I've also always liked foreign languages and been pretty good at them. However, I never got much supportive encouragement to develop them, as the general ethos is that it is the works themselves that are important, that translations are just fine, and that bothering to spend your time learning languages to read them in the original would be a waste of time that you could more productively spend reading. So, I took as much language coursework as was allowed and did more work silently on my own. Thus, when I heard Professor Arguelles articulate the idea that if great works are worth reading and rereading, then surely they are worth reading as they were originally written, that resonated so deeply that I become an instant convert to polyliteracy, as it were, and really stepped up the language work.

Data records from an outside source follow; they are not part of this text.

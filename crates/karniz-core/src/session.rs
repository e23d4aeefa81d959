//! Per-chat conversation state.
//!
//! The only mutable thing in the whole bot: which step of the dialog a chat
//! is on, and the mode it picked. One entry per chat; entries are created
//! on `/start`, reset when a calculation completes and removed on cancel.

use std::collections::HashMap;

use tokio::sync::Mutex;

use crate::{calc::Mode, domain::ChatId};

/// Where one conversation currently is.
#[derive(Clone, Copy, Debug, PartialEq, Eq)]
pub enum DialogState {
    ChoosingMode,
    EnteringLength { mode: Mode },
}

/// Owns the dialog state of every active chat. Transitions are the only
/// way to mutate it, so at most one mode is remembered per chat at a time.
#[derive(Default)]
pub struct SessionStore {
    inner: Mutex<HashMap<ChatId, DialogState>>,
}

impl SessionStore {
    pub async fn state(&self, chat: ChatId) -> Option<DialogState> {
        self.inner.lock().await.get(&chat).copied()
    }

    /// `/start` or "new calculation": drop whatever was there and begin at
    /// the mode menu.
    pub async fn begin(&self, chat: ChatId) {
        self.inner
            .lock()
            .await
            .insert(chat, DialogState::ChoosingMode);
    }

    /// Mode picked from the menu; the chat now awaits a length.
    pub async fn choose_mode(&self, chat: ChatId, mode: Mode) {
        self.inner
            .lock()
            .await
            .insert(chat, DialogState::EnteringLength { mode });
    }

    /// "Back" from length entry; the picked mode is discarded.
    pub async fn back_to_menu(&self, chat: ChatId) {
        self.inner
            .lock()
            .await
            .insert(chat, DialogState::ChoosingMode);
    }

    /// A result was rendered; return to the menu with no mode remembered.
    pub async fn complete(&self, chat: ChatId) {
        self.inner
            .lock()
            .await
            .insert(chat, DialogState::ChoosingMode);
    }

    /// Cancel: the chat's session data is removed entirely.
    pub async fn end(&self, chat: ChatId) {
        self.inner.lock().await.remove(&chat);
    }
}
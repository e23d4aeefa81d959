use tracing_subscriber::{fmt, EnvFilter};

/// Initialize logging for the bot.
///
/// Default: info for our crates, warn for everything else. Can be
/// overridden with `RUST_LOG`.
pub fn init(service_name: &str) {
    let filter = EnvFilter::try_from_default_env().unwrap_or_else(|_| {
        EnvFilter::new(format!(
            "warn,karniz_core=info,karniz_telegram=info,{service_name}=info"
        ))
    });

    fmt()
        .with_env_filter(filter)
        .with_target(false)
        .with_ansi(true)
        .init();
}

Thus, now I can read them in most Western European languages, am still forever getting there in Russian, and believe I have a hope, some day in the not too distant future, of being able to do so in Arabic. So yes, I need to balance and juggle them by trying to keep a relatively rigorous schedule. I used to try to make lists in advance to go through them in rotation, such that upon finishing a book in Spanish, I would then read one in Italian, etc. However, I found this unsatisfactory for two reasons. One is that reading one work by an author tends to make me want to read his other works, not move on to something else. The other is that in order to feel continued sustained vocabulary growth at an advanced level, I need to read extensively in a language over a period of months. If I were to only read one book at a time, I would get to my various languages only all too rarely. So, I've developed the habit of reading several books at a time (which fits nicely with reflective Great Book reading anyway), each one in a different language, at different times of the day. I "read" one book in one language for about an hour by listening to an audiobook as I work out, then I read another book in another language for about another hour in the morning, another at lunchtime, and another in the evening. In this fashion, I not only use, maintain, and continue to grow my languages, but also deepen and develop my contact with various worlds of thought at the same time.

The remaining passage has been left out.